- [PROBLEM STATEMENT]
A verbatim copy of all entries is the expected output.

PROVIDED MATERIAL below:

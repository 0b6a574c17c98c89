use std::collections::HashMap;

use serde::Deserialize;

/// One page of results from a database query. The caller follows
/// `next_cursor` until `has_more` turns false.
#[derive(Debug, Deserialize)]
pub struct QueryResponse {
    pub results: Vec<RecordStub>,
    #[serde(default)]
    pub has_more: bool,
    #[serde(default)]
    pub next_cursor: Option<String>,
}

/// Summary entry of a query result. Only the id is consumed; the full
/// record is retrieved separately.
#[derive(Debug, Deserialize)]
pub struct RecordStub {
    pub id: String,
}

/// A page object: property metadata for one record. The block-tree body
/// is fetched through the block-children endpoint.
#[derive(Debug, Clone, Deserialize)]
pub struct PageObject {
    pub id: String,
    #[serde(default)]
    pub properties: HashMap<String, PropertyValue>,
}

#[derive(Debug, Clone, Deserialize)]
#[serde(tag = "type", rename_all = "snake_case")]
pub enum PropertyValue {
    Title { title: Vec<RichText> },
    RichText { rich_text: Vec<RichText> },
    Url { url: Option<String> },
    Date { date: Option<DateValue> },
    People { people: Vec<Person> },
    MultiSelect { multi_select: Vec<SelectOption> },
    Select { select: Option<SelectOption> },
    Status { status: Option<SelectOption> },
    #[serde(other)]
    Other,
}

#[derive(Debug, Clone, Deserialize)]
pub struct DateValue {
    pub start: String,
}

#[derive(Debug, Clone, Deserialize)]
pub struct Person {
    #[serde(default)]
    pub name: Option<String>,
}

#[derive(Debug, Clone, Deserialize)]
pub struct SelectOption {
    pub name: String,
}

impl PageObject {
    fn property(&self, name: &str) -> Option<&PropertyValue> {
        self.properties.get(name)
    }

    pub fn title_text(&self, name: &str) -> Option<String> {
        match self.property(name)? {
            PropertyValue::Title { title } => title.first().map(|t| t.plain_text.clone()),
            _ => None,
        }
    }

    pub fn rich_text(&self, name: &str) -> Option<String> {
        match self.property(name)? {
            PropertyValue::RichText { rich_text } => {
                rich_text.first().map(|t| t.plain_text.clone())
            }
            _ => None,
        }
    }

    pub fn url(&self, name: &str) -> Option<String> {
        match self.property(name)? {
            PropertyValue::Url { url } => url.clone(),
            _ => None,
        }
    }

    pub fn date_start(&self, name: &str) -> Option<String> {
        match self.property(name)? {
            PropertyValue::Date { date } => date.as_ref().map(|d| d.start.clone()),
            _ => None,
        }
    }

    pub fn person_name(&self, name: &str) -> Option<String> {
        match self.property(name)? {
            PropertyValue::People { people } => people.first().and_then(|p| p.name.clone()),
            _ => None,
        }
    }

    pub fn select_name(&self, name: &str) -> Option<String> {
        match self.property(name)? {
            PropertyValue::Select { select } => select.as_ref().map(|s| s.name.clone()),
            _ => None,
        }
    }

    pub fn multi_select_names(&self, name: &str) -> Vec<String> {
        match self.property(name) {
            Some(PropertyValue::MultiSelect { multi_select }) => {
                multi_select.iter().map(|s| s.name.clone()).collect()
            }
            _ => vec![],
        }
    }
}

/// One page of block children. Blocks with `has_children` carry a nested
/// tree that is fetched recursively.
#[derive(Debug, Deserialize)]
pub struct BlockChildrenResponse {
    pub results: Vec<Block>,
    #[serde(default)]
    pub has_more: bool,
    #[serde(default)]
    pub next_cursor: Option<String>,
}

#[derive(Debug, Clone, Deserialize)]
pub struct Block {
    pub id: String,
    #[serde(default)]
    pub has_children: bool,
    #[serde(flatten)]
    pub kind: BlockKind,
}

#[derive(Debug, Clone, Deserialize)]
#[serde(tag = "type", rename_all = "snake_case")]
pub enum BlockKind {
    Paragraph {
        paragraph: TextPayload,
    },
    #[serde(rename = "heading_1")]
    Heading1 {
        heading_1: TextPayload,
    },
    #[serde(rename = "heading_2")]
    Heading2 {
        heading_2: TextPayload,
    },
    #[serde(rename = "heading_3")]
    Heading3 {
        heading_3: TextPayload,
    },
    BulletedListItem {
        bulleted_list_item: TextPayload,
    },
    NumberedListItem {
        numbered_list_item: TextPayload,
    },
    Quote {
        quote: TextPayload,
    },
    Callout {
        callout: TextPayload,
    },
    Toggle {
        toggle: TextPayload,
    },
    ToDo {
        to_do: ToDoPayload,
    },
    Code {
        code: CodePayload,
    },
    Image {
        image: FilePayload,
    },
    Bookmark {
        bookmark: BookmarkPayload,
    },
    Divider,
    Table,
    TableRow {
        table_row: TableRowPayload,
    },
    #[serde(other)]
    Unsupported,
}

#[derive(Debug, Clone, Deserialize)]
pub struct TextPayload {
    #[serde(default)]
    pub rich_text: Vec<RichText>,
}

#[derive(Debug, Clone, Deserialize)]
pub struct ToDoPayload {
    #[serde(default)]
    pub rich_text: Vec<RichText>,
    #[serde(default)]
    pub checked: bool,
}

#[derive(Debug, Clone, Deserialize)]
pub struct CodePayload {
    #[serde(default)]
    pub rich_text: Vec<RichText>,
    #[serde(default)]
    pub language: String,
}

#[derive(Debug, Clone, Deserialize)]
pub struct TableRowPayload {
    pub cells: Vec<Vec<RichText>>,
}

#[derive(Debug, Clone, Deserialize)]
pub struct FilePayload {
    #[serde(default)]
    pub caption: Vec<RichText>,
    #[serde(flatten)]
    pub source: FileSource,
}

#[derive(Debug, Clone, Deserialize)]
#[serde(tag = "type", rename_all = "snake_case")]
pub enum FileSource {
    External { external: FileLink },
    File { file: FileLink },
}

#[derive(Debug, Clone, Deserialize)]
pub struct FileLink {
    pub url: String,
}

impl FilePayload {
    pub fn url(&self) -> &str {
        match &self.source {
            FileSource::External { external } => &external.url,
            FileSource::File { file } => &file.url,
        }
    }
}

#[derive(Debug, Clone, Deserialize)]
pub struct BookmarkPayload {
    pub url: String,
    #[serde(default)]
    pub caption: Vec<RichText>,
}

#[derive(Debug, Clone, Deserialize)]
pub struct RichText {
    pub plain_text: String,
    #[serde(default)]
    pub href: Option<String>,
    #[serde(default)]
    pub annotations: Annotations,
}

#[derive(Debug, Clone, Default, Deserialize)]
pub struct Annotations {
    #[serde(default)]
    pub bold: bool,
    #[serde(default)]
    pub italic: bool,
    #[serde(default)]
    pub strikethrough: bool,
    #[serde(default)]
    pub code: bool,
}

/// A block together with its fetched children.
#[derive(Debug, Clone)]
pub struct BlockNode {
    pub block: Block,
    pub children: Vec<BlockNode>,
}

End of PROVIDED MATERIAL.

- [TASK ANSWER]
repository 0b6a574c17c98c89
use std::collections::HashMap;

use serde::Deserialize;

/// One page of results from a database query. The caller follows
/// `next_cursor` until `has_more` turns false.
#[derive(Debug, Deserialize)]
pub struct QueryResponse {
    pub results: Vec<RecordStub>,
    #[serde(default)]
    pub has_more: bool,
    #[serde(default)]
    pub next_cursor: Option<String>,
}

/// Summary entry of a query result. Only the id is consumed; the full
/// record is retrieved separately.
#[derive(Debug, Deserialize)]
pub struct RecordStub {
    pub id: String,
}

/// A page object: property metadata for one record. The block-tree body
/// is fetched through the block-children endpoint.
#[derive(Debug, Clone, Deserialize)]
pub struct PageObject {
    pub id: String,
    #[serde(default)]
    pub properties: HashMap<String, PropertyValue>,
}

#[derive(Debug, Clone, Deserialize)]
#[serde(tag = "type", rename_all = "snake_case")]
pub enum PropertyValue {
    Title { title: Vec<RichText> },
    RichText { rich_text: Vec<RichText> },
    Url { url: Option<String> },
    Date { date: Option<DateValue> },
    People { people: Vec<Person> },
    MultiSelect { multi_select: Vec<SelectOption> },
    Select { select: Option<SelectOption> },
    Status { status: Option<SelectOption> },
    #[serde(other)]
    Other,
}

#[derive(Debug, Clone, Deserialize)]
pub struct DateValue {
    pub start: String,
}

#[derive(Debug, Clone, Deserialize)]
pub struct Person {
    #[serde(default)]
    pub name: Option<String>,
}

#[derive(Debug, Clone, Deserialize)]
pub struct SelectOption {
    pub name: String,
}

impl PageObject {
    fn property(&self, name: &str) -> Option<&PropertyValue> {
        self.properties.get(name)
    }

    pub fn title_text(&self, name: &str) -> Option<String> {
        match self.property(name)? {
            PropertyValue::Title { title } => title.first().map(|t| t.plain_text.clone()),
            _ => None,
        }
    }

    pub fn rich_text(&self, name: &str) -> Option<String> {
        match self.property(name)? {
            PropertyValue::RichText { rich_text } => {
                rich_text.first().map(|t| t.plain_text.clone())
            }
            _ => None,
        }
    }

    pub fn url(&self, name: &str) -> Option<String> {
        match self.property(name)? {
            PropertyValue::Url { url } => url.clone(),
            _ => None,
        }
    }

    pub fn date_start(&self, name: &str) -> Option<String> {
        match self.property(name)? {
            PropertyValue::Date { date } => date.as_ref().map(|d| d.start.clone()),
            _ => None,
        }
    }

    pub fn person_name(&self, name: &str) -> Option<String> {
        match self.property(name)? {
            PropertyValue::People { people } => people.first().and_then(|p| p.name.clone()),
            _ => None,
        }
    }

    pub fn select_name(&self, name: &str) -> Option<String> {
        match self.property(name)? {
            PropertyValue::Select { select } => select.as_ref().map(|s| s.name.clone()),
            _ => None,
        }
    }

    pub fn multi_select_names(&self, name: &str) -> Vec<String> {
        match self.property(name) {
            Some(PropertyValue::MultiSelect { multi_select }) => {
                multi_select.iter().map(|s| s.name.clone()).collect()
            }
            _ => vec![],
        }
    }
}

/// One page of block children. Blocks with `has_children` carry a nested
/// tree that is fetched recursively.
#[derive(Debug, Deserialize)]
pub struct BlockChildrenResponse {
    pub results: Vec<Block>,
    #[serde(default)]
    pub has_more: bool,
    #[serde(default)]
    pub next_cursor: Option<String>,
}

#[derive(Debug, Clone, Deserialize)]
pub struct Block {
    pub id: String,
    #[serde(default)]
    pub has_children: bool,
    #[serde(flatten)]
    pub kind: BlockKind,
}

#[derive(Debug, Clone, Deserialize)]
#[serde(tag = "type", rename_all = "snake_case")]
pub enum BlockKind {
    Paragraph {
        paragraph: TextPayload,
    },
    #[serde(rename = "heading_1")]
    Heading1 {
        heading_1: TextPayload,
    },
    #[serde(rename = "heading_2")]
    Heading2 {
        heading_2: TextPayload,
    },
    #[serde(rename = "heading_3")]
    Heading3 {
        heading_3: TextPayload,
    },
    BulletedListItem {
        bulleted_list_item: TextPayload,
    },
    NumberedListItem {
        numbered_list_item: TextPayload,
    },
    Quote {
        quote: TextPayload,
    },
    Callout {
        callout: TextPayload,
    },
    Toggle {
        toggle: TextPayload,
    },
    ToDo {
        to_do: ToDoPayload,
    },
    Code {
        code: CodePayload,
    },
    Image {
        image: FilePayload,
    },
    Bookmark {
        bookmark: BookmarkPayload,
    },
    Divider,
    Table,
    TableRow {
        table_row: TableRowPayload,
    },
    #[serde(other)]
    Unsupported,
}

#[derive(Debug, Clone, Deserialize)]
pub struct TextPayload {
    #[serde(default)]
    pub rich_text: Vec<RichText>,
}

#[derive(Debug, Clone, Deserialize)]
pub struct ToDoPayload {
    #[serde(default)]
    pub rich_text: Vec<RichText>,
    #[serde(default)]
    pub checked: bool,
}

#[derive(Debug, Clone, Deserialize)]
pub struct CodePayload {
    #[serde(default)]
    pub rich_text: Vec<RichText>,
    #[serde(default)]
    pub language: String,
}

#[derive(Debug, Clone, Deserialize)]
pub struct TableRowPayload {
    pub cells: Vec<Vec<RichText>>,
}

#[derive(Debug, Clone, Deserialize)]
pub struct FilePayload {
    #[serde(default)]
    pub caption: Vec<RichText>,
    #[serde(flatten)]
    pub source: FileSource,
}

#[derive(Debug, Clone, Deserialize)]
#[serde(tag = "type", rename_all = "snake_case")]
pub enum FileSource {
    External { external: FileLink },
    File { file: FileLink },
}

#[derive(Debug, Clone, Deserialize)]
pub struct FileLink {
    pub url: String,
}

impl FilePayload {
    pub fn url(&self) -> &str {
        match &self.source {
            FileSource::External { external } => &external.url,
            FileSource::File { file } => &file.url,
        }
    }
}

#[derive(Debug, Clone, Deserialize)]
pub struct BookmarkPayload {
    pub url: String,
    #[serde(default)]
    pub caption: Vec<RichText>,
}

#[derive(Debug, Clone, Deserialize)]
pub struct RichText {
    pub plain_text: String,
    #[serde(default)]
    pub href: Option<String>,
    #[serde(default)]
    pub annotations: Annotations,
}

#[derive(Debug, Clone, Default, Deserialize)]
pub struct Annotations {
    #[serde(default)]
    pub bold: bool,
    #[serde(default)]
    pub italic: bool,
    #[serde(default)]
    pub strikethrough: bool,
    #[serde(default)]
    pub code: bool,
}

/// A block together with its fetched children.
#[derive(Debug, Clone)]
pub struct BlockNode {
    pub block: Block,
    pub children: Vec<BlockNode>,
}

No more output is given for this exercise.